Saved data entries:
· · · · ·

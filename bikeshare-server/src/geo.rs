//! Great-circle distance and the nearby-station filter.
//!
//! Distances are in miles throughout; clients of the API pass a radius in
//! miles and get a `distance` field in miles back.

use crate::domain::Station;

/// Earth radius in miles.
const EARTH_RADIUS_MILES: f64 = 3958.8;

/// Default search radius in miles when the caller does not supply one.
pub const DEFAULT_RADIUS_MILES: f64 = 1.0;

/// Great-circle distance between two points, in miles, via the haversine
/// formula.
///
/// Symmetric in its arguments and ~0 for coincident points. Inputs are not
/// validated; out-of-range coordinates produce garbage distances rather
/// than errors.
pub fn haversine_miles(lat1: f64, lon1: f64, lat2: f64, lon2: f64) -> f64 {
    let lat1_rad = lat1.to_radians();
    let lat2_rad = lat2.to_radians();
    let delta_lat = (lat2 - lat1).to_radians();
    let delta_lon = (lon2 - lon1).to_radians();

    let a = (delta_lat / 2.0).sin().powi(2)
        + lat1_rad.cos() * lat2_rad.cos() * (delta_lon / 2.0).sin().powi(2);
    let c = 2.0 * a.sqrt().atan2((1.0 - a).sqrt());

    EARTH_RADIUS_MILES * c
}

/// Filter stations to those within `radius` miles of `(lat, lon)`, attach
/// the computed distance to each, and sort by ascending distance.
///
/// The boundary is inclusive (`distance <= radius`). Ties keep their
/// relative order from the input (the sort is stable). An empty result is
/// an ordinary answer, not an error.
pub fn nearby(stations: Vec<Station>, lat: f64, lon: f64, radius: f64) -> Vec<Station> {
    let mut matched: Vec<Station> = stations
        .into_iter()
        .filter_map(|station| {
            let distance = haversine_miles(lat, lon, station.lat, station.lon);
            (distance <= radius).then(|| station.with_distance(distance))
        })
        .collect();

    // Distances here are always finite, so total_cmp agrees with the
    // ordinary float ordering.
    matched.sort_by(|a, b| {
        a.distance
            .unwrap_or(f64::INFINITY)
            .total_cmp(&b.distance.unwrap_or(f64::INFINITY))
    });

    matched
}

#[cfg(test)]
mod tests {
    use super::*;
    use chrono::{DateTime, Utc};
    use proptest::prelude::*;

    fn station(id: &str, lat: f64, lon: f64) -> Station {
        Station {
            station_id: id.to_string(),
            lat,
            lon,
            name: None,
            num_docks_available: 0,
            is_renting: true,
            is_returning: true,
            num_ebikes_available: 0,
            num_regular_bikes_available: 0,
            last_reported: DateTime::<Utc>::from_timestamp(1_700_000_000, 0).unwrap(),
            distance: None,
        }
    }

    #[test]
    fn coincident_points_are_zero_distance() {
        let d = haversine_miles(37.7749, -122.4194, 37.7749, -122.4194);
        assert!(d.abs() < 1e-9, "expected ~0, got {d}");
    }

    #[test]
    fn known_distance_sf_to_la() {
        // San Francisco to Los Angeles is about 347 miles.
        let d = haversine_miles(37.7749, -122.4194, 34.0522, -118.2437);
        assert!((d - 347.0).abs() < 2.0, "got {d}");
    }

    #[test]
    fn antipodal_points_are_half_circumference() {
        let d = haversine_miles(0.0, 0.0, 0.0, 180.0);
        let half_circumference = std::f64::consts::PI * 3958.8;
        assert!((d - half_circumference).abs() < 1e-6, "got {d}");
    }

    #[test]
    fn nearby_filters_on_inclusive_boundary() {
        let origin = (37.0, -122.0);
        let stations = vec![
            station("at-origin", 37.0, -122.0),
            station("far-away", 38.0, -122.0), // ~69 miles north
        ];

        let result = nearby(stations.clone(), origin.0, origin.1, 0.0);
        assert_eq!(result.len(), 1);
        assert_eq!(result[0].station_id, "at-origin");
        assert!(result[0].distance.unwrap().abs() < 1e-9);

        let result = nearby(stations, origin.0, origin.1, 100.0);
        assert_eq!(result.len(), 2);
    }

    #[test]
    fn nearby_sorts_ascending_by_distance() {
        let stations = vec![
            station("c", 37.03, -122.0),
            station("a", 37.01, -122.0),
            station("b", 37.02, -122.0),
        ];

        let result = nearby(stations, 37.0, -122.0, 10.0);
        let ids: Vec<&str> = result.iter().map(|s| s.station_id.as_str()).collect();
        assert_eq!(ids, vec!["a", "b", "c"]);

        for pair in result.windows(2) {
            assert!(pair[0].distance.unwrap() <= pair[1].distance.unwrap());
        }
    }

    #[test]
    fn nearby_ties_keep_input_order() {
        // Two stations at the same coordinates: equal distance, so the
        // stable sort must preserve their relative order.
        let stations = vec![
            station("first", 37.01, -122.0),
            station("second", 37.01, -122.0),
        ];

        let result = nearby(stations, 37.0, -122.0, 10.0);
        let ids: Vec<&str> = result.iter().map(|s| s.station_id.as_str()).collect();
        assert_eq!(ids, vec!["first", "second"]);
    }

    #[test]
    fn nearby_with_no_matches_is_empty() {
        let stations = vec![station("far", 40.0, -120.0)];
        assert!(nearby(stations, 37.0, -122.0, 1.0).is_empty());
    }

    proptest! {
        #[test]
        fn distance_is_symmetric(
            lat1 in -90.0f64..90.0,
            lon1 in -180.0f64..180.0,
            lat2 in -90.0f64..90.0,
            lon2 in -180.0f64..180.0,
        ) {
            let forward = haversine_miles(lat1, lon1, lat2, lon2);
            let backward = haversine_miles(lat2, lon2, lat1, lon1);
            prop_assert!((forward - backward).abs() < 1e-9);
        }

        #[test]
        fn distance_to_self_is_zero(
            lat in -90.0f64..90.0,
            lon in -180.0f64..180.0,
        ) {
            prop_assert!(haversine_miles(lat, lon, lat, lon).abs() < 1e-6);
        }

        #[test]
        fn nearby_never_exceeds_radius(
            lat in -80.0f64..80.0,
            lon in -170.0f64..170.0,
            radius in 0.0f64..50.0,
            offsets in proptest::collection::vec((-1.0f64..1.0, -1.0f64..1.0), 0..20),
        ) {
            let stations = offsets
                .iter()
                .enumerate()
                .map(|(i, (dlat, dlon))| station(&format!("s{i}"), lat + dlat, lon + dlon))
                .collect();

            for s in nearby(stations, lat, lon, radius) {
                prop_assert!(s.distance.unwrap() <= radius);
            }
        }
    }
}
//! Per-operator configuration tables.
//!
//! Every operator serves the same GBFS layout; the differences between
//! them are pure data (base URL, vehicle-type ids), so the normalizer is
//! shared and each operator is just one of these values.

/// Vehicle-type ids used by an operator's `station_status` feed.
///
/// GBFS leaves vehicle-type ids up to the operator; the Lyft-run systems
/// we aggregate all use "1" for regular bikes and "2" for e-bikes. Ids
/// outside this mapping are ignored during normalization.
#[derive(Debug, Clone, Copy, PartialEq, Eq)]
pub struct VehicleTypeIds {
    pub regular: &'static str,
    pub ebike: &'static str,
}

impl Default for VehicleTypeIds {
    fn default() -> Self {
        Self {
            regular: "1",
            ebike: "2",
        }
    }
}

/// One bike-share operator's feed configuration.
#[derive(Debug, Clone)]
pub struct Operator {
    /// URL path segment the operator is mounted under (`/api/v1/{slug}`).
    pub slug: &'static str,

    /// Human-readable operator name.
    pub name: &'static str,

    /// GBFS base URL; `{base_url}/gbfs.json` is the discovery document.
    pub base_url: String,

    /// Vehicle-type id mapping for bike counts.
    pub vehicle_types: VehicleTypeIds,
}

impl Operator {
    fn new(slug: &'static str, name: &'static str, base_url: &str) -> Self {
        Self {
            slug,
            name,
            base_url: base_url.to_string(),
            vehicle_types: VehicleTypeIds::default(),
        }
    }

    /// Bay Wheels (San Francisco Bay Area).
    pub fn baywheels() -> Self {
        Self::new("baywheels", "Bay Wheels", "https://gbfs.baywheels.com/gbfs/en")
    }

    /// Biketown (Portland, OR).
    pub fn biketown() -> Self {
        Self::new("biketown", "Biketown", "https://gbfs.biketownpdx.com/gbfs/en")
    }

    /// Citi Bike (New York City).
    pub fn citibike() -> Self {
        Self::new("citibike", "Citi Bike", "https://gbfs.citibikenyc.com/gbfs/en")
    }

    /// Divvy (Chicago).
    pub fn divvy() -> Self {
        Self::new("divvy", "Divvy", "https://gbfs.divvybikes.com/gbfs/en")
    }

    /// Capital Bikeshare (Washington, DC).
    pub fn cabi() -> Self {
        Self::new("cabi", "Capital Bikeshare", "https://gbfs.capitalbikeshare.com/gbfs/en")
    }

    /// Every operator this deployment aggregates.
    pub fn all() -> Vec<Self> {
        vec![
            Self::baywheels(),
            Self::biketown(),
            Self::citibike(),
            Self::divvy(),
            Self::cabi(),
        ]
    }

    /// Replace the base URL (for tests against a local fake feed).
    pub fn with_base_url(mut self, url: impl Into<String>) -> Self {
        self.base_url = url.into();
        self
    }
}
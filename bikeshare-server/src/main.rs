use std::net::SocketAddr;
use std::sync::Arc;

use bikeshare_server::gbfs::{GbfsClient, GbfsClientConfig};
use bikeshare_server::operator::Operator;
use bikeshare_server::service::BikeShareService;
use bikeshare_server::web::create_router;

#[tokio::main]
async fn main() {
    tracing_subscriber::fmt()
        .with_env_filter(
            tracing_subscriber::EnvFilter::try_from_default_env()
                .unwrap_or_else(|_| "bikeshare_server=info".into()),
        )
        .init();

    // One HTTP client shared by every operator facade, so upstream
    // connections are reused across requests.
    let client = GbfsClient::new(GbfsClientConfig::new()).expect("Failed to create GBFS client");

    let operators = Operator::all();
    let services: Vec<Arc<BikeShareService>> = operators
        .into_iter()
        .map(|operator| Arc::new(BikeShareService::new(client.clone(), operator)))
        .collect();

    for service in &services {
        tracing::info!(
            operator = service.operator().slug,
            name = service.operator().name,
            "mounted /api/v1/{}/stations",
            service.operator().slug
        );
    }

    let app = create_router(services);

    let addr = SocketAddr::from(([0, 0, 0, 0], 8000));
    tracing::info!("Bikesharing API listening on http://{addr}");

    let listener = tokio::net::TcpListener::bind(addr).await.unwrap();
    axum::serve(listener, app).await.unwrap();
}
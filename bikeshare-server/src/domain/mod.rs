//! Normalized domain types shared across operators.

mod station;

pub use station::Station;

· · · · ·

## TASK REQUIREMENTS
Answer with a single number: how many lines in the data above have the string "backward" in them?

## SOLUTION TO THIS EXERCISE
2